• Records to use:
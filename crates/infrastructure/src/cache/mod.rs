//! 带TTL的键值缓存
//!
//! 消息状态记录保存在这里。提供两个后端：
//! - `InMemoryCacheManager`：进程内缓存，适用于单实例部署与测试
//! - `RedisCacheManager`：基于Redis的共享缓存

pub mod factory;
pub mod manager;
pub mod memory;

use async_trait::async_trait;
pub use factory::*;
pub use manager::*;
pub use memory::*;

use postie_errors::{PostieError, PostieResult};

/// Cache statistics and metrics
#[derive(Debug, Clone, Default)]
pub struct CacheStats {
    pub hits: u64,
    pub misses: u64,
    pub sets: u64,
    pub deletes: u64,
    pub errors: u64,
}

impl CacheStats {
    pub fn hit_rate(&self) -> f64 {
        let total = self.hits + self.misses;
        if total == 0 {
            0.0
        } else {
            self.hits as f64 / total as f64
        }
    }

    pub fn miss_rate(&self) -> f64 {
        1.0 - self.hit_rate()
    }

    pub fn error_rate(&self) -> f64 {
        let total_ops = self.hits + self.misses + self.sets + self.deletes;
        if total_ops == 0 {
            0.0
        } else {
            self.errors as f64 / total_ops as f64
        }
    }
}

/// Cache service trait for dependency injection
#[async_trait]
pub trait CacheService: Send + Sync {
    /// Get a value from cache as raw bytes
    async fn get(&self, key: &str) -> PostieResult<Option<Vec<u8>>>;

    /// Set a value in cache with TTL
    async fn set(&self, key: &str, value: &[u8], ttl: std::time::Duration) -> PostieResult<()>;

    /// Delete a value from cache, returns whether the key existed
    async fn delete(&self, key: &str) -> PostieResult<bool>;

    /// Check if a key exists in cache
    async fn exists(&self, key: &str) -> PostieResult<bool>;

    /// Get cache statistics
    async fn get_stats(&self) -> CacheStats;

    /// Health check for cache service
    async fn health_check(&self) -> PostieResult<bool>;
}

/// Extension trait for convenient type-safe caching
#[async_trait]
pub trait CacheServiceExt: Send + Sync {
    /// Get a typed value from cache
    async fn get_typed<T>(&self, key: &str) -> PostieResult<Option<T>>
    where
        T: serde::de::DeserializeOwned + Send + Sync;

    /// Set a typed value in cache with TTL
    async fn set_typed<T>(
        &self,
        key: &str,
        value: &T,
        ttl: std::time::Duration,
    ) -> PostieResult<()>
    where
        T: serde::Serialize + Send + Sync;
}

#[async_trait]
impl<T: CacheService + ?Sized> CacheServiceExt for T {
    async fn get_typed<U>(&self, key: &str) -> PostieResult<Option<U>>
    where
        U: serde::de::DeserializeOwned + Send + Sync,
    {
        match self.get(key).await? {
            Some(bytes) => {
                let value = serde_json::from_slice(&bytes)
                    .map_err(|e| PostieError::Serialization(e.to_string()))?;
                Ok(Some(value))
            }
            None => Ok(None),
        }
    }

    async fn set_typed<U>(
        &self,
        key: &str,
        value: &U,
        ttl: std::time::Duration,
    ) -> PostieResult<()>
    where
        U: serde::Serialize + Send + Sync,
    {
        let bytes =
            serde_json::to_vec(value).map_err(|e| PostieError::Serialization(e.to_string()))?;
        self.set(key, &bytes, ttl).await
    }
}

--

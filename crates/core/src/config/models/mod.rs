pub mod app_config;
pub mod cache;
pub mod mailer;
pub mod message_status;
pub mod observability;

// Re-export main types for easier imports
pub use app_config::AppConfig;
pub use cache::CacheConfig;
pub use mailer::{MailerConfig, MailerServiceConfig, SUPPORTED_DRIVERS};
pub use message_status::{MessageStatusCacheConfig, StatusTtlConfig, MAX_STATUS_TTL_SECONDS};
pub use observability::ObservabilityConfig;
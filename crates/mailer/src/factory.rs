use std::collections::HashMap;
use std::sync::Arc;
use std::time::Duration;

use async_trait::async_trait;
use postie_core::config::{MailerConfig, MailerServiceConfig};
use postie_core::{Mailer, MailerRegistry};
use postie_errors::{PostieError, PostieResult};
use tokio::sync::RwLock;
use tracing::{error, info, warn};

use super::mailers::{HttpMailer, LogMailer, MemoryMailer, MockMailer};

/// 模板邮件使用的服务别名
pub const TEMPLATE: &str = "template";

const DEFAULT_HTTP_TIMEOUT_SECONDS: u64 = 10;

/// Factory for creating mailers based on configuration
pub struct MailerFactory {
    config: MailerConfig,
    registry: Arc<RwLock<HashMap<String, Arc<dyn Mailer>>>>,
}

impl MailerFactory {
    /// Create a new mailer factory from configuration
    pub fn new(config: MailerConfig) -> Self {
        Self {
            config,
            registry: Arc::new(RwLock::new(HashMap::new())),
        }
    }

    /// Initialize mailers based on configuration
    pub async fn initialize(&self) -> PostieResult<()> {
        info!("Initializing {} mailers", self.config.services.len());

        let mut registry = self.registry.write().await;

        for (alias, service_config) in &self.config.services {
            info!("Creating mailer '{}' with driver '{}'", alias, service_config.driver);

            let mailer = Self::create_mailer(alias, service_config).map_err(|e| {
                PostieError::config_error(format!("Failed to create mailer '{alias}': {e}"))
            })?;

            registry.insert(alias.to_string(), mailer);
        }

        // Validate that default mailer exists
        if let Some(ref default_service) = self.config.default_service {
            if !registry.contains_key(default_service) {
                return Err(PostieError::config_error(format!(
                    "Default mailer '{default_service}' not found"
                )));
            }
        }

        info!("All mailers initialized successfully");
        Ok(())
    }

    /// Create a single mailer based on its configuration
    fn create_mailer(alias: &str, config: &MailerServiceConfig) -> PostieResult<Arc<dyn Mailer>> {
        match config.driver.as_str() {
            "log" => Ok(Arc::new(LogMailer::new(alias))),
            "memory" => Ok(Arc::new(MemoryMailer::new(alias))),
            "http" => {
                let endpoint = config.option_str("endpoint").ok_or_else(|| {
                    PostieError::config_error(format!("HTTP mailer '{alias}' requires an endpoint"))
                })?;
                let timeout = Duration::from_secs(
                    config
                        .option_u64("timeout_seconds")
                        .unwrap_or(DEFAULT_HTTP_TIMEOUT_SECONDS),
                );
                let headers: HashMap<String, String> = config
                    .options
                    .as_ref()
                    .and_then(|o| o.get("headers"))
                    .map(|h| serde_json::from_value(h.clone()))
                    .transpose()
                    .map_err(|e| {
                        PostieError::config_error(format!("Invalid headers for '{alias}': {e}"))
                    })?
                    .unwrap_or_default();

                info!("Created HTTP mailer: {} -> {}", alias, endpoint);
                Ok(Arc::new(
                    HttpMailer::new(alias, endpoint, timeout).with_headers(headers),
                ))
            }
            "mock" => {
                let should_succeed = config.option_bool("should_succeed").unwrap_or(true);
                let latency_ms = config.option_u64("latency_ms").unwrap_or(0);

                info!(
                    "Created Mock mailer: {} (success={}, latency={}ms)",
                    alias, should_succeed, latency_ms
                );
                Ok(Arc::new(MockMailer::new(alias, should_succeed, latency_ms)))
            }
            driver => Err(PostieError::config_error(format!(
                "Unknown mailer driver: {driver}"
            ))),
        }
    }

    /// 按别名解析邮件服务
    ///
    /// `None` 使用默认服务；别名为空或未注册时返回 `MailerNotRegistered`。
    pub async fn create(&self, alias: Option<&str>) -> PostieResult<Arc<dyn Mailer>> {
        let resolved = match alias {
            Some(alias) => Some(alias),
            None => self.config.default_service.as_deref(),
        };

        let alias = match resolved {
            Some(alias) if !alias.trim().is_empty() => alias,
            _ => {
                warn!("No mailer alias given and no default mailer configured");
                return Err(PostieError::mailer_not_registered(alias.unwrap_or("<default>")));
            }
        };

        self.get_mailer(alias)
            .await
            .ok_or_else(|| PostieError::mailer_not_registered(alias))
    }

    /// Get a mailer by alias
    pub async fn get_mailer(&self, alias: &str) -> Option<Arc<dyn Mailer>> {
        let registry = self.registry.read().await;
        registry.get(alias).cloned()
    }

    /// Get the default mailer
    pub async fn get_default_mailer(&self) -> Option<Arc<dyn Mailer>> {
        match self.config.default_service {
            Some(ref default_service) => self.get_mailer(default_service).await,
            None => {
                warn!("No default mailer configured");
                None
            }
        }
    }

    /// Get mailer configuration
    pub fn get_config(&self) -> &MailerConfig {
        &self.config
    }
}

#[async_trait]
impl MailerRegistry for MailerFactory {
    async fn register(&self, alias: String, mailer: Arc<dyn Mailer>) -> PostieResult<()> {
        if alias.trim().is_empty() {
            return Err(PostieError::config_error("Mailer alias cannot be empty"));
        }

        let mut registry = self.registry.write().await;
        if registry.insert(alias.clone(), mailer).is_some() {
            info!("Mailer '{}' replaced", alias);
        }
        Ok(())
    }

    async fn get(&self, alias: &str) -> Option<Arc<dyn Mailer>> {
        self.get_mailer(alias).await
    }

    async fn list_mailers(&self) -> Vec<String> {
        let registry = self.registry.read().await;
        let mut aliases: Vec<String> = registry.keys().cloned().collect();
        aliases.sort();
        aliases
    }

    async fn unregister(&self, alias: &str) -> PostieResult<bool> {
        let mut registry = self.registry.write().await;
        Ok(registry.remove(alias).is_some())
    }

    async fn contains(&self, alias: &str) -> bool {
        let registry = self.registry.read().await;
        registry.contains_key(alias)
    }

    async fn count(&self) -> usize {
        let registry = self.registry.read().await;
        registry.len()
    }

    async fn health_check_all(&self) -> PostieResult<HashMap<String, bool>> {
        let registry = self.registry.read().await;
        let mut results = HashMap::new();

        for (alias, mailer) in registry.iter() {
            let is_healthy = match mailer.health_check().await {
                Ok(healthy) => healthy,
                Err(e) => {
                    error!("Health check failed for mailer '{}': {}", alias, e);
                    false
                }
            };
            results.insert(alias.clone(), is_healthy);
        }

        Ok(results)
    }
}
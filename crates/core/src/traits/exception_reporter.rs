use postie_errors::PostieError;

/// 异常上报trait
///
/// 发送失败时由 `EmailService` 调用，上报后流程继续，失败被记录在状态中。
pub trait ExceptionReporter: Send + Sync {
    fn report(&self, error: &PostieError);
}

• Directions for this task:
The lines above starting at the one that contains "async fn get_stats(&self) -> CacheStats;" and ending at the one that contains "T: serde::Serialize + Send + Sync;" must be transcribed exactly, and no other lines may appear.

• Task solution:
    async fn get_stats(&self) -> CacheStats;

    /// Health check for cache service
    async fn health_check(&self) -> PostieResult<bool>;
}

/// Extension trait for convenient type-safe caching
#[async_trait]
pub trait CacheServiceExt: Send + Sync {
    /// Get a typed value from cache
    async fn get_typed<T>(&self, key: &str) -> PostieResult<Option<T>>
    where
        T: serde::de::DeserializeOwned + Send + Sync;

    /// Set a typed value in cache with TTL
    async fn set_typed<T>(
        &self,
        key: &str,
        value: &T,
        ttl: std::time::Duration,
    ) -> PostieResult<()>
    where
        T: serde::Serialize + Send + Sync;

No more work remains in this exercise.